### [WHAT THE TASK REQUIRES]
Reproduce the listing verbatim through the line with "2. undefined reference".

### [RECORDS SUPPLIED]
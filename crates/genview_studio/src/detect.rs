//! Error detection in a rendered preview document.
//!
//! Patterns are tried in priority order and the first hit wins:
//!
//! 1. missing module (`Cannot find module 'x'`, `Module not found ... 'x'`)
//! 2. undefined reference (`x is not defined`)
//! 3. the text of the first non-empty element whose class mentions `error`

use std::fmt;
use std::sync::LazyLock;

use regex::Regex;
use serde::{Deserialize, Serialize};

static MISSING_MODULE_RE: LazyLock<Regex> = LazyLock::new(|| {
    Regex::new(
        r#"(?:Cannot find module|Could not find module|Module not found)[^\n]*?['"`]([@A-Za-z0-9_./-]+)['"`]"#,
    )
    .expect("missing-module pattern is valid")
});

static UNDEFINED_RE: LazyLock<Regex> = LazyLock::new(|| {
    Regex::new(r"\b([A-Za-z_$][A-Za-z0-9_$]*) is not defined\b")
        .expect("undefined-reference pattern is valid")
});

static ERROR_ELEMENT_RE: LazyLock<Regex> = LazyLock::new(|| {
    Regex::new(r#"(?i)<([a-z][a-z0-9-]*)\b[^>]*\bclass\s*=\s*["'][^"']*error[^"']*["'][^>]*>"#)
        .expect("error-element pattern is valid")
});

static TAG_RE: LazyLock<Regex> = LazyLock::new(|| {
    Regex::new(r"(?i)<(/?)([a-z][a-z0-9-]*)\b[^>]*?(/?)>").expect("tag pattern is valid")
});

static INVISIBLE_RE: LazyLock<Regex> = LazyLock::new(|| {
    Regex::new(r"(?is)<script\b.*?</script\s*>|<style\b.*?</style\s*>|<!--.*?-->")
        .expect("invisible-content pattern is valid")
});

static ANY_TAG_RE: LazyLock<Regex> =
    LazyLock::new(|| Regex::new(r"(?s)<[^>]*>").expect("markup pattern is valid"));

/// Classification of a detected error.
#[derive(Debug, Clone, PartialEq, Eq, Serialize, Deserialize)]
#[serde(tag = "type", rename_all = "snake_case")]
pub enum ErrorKind {
    /// An import that the sandbox could not resolve
    MissingModule { module: String },
    /// An identifier used without being defined
    UndefinedReference { identifier: String },
    /// Any other error the sandbox reported
    Reported,
}

/// An error found in the running preview.
#[derive(Debug, Clone, PartialEq, Eq, Serialize, Deserialize)]
pub struct DetectedError {
    pub kind: ErrorKind,
    /// Normalized message; two detections are the same error iff equal
    pub message: String,
}

impl DetectedError {
    pub fn missing_module(module: impl Into<String>) -> Self {
        let module = module.into();
        Self {
            message: format!("Cannot find module '{}'", module),
            kind: ErrorKind::MissingModule { module },
        }
    }

    pub fn undefined_reference(identifier: impl Into<String>) -> Self {
        let identifier = identifier.into();
        Self {
            message: format!("{} is not defined", identifier),
            kind: ErrorKind::UndefinedReference { identifier },
        }
    }

    pub fn reported(message: impl Into<String>) -> Self {
        Self {
            kind: ErrorKind::Reported,
            message: message.into(),
        }
    }

    /// Classify free-form error text the same way the document scan does.
    pub fn classify(text: &str) -> Option<Self> {
        let text = collapse_whitespace(text);
        if text.is_empty() {
            return None;
        }
        Some(match_known(&text).unwrap_or_else(|| Self::reported(text)))
    }
}

impl fmt::Display for DetectedError {
    fn fmt(&self, f: &mut fmt::Formatter<'_>) -> fmt::Result {
        write!(f, "{}", self.message)
    }
}

fn match_known(text: &str) -> Option<DetectedError> {
    if let Some(caps) = MISSING_MODULE_RE.captures(text) {
        return Some(DetectedError::missing_module(&caps[1]));
    }
    if let Some(caps) = UNDEFINED_RE.captures(text) {
        return Some(DetectedError::undefined_reference(&caps[1]));
    }
    None
}

/// Pattern matcher over a serialized preview document.
#[derive(Debug, Clone, Copy, Default)]
pub struct DomErrorScanner;

impl DomErrorScanner {
    pub fn new() -> Self {
        Self
    }

    /// Scan `html` and return the highest-priority error, if any.
    pub fn scan(&self, html: &str) -> Option<DetectedError> {
        let markup = INVISIBLE_RE.replace_all(html, " ");

        if let Some(found) = match_known(&visible_text(&markup)) {
            return Some(found);
        }

        ERROR_ELEMENT_RE.captures_iter(&markup).find_map(|caps| {
            let whole = caps.get(0)?;
            let inner = element_inner(&markup, &caps[1], whole.end());
            let text = visible_text(inner);
            if text.is_empty() {
                None
            } else {
                Some(DetectedError::reported(text))
            }
        })
    }
}

/// Slice between the end of an opening tag and its matching close.
/// Falls back to the rest of the document when the element is never closed.
fn element_inner<'a>(markup: &'a str, name: &str, start: usize) -> &'a str {
    let rest = &markup[start..];
    let mut depth = 1usize;

    for caps in TAG_RE.captures_iter(rest) {
        if !caps[2].eq_ignore_ascii_case(name) || !caps[3].is_empty() {
            continue;
        }
        if caps[1].is_empty() {
            depth += 1;
            continue;
        }
        depth -= 1;
        if depth == 0 {
            if let Some(close) = caps.get(0) {
                return &rest[..close.start()];
            }
        }
    }
    rest
}

fn visible_text(markup: &str) -> String {
    let stripped = ANY_TAG_RE.replace_all(markup, " ");
    collapse_whitespace(&decode_entities(&stripped))
}

fn decode_entities(text: &str) -> String {
    text.replace("&nbsp;", " ")
        .replace("&lt;", "<")
        .replace("&gt;", ">")
        .replace("&quot;", "\"")
        .replace("&#39;", "'")
        .replace("&#x27;", "'")
        .replace("&apos;", "'")
        .replace("&amp;", "&")
}

fn collapse_whitespace(text: &str) -> String {
    text.split_whitespace().collect::<Vec<_>>().join(" ")
}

### [ANSWER AREA]
filename crates/genview_studio/src/detect.rs
//! Error detection in a rendered preview document.
//!
//! Patterns are tried in priority order and the first hit wins:
//!
//! 1. missing module (`Cannot find module 'x'`, `Module not found ... 'x'`)
//! 2. undefined reference (`x is not defined`)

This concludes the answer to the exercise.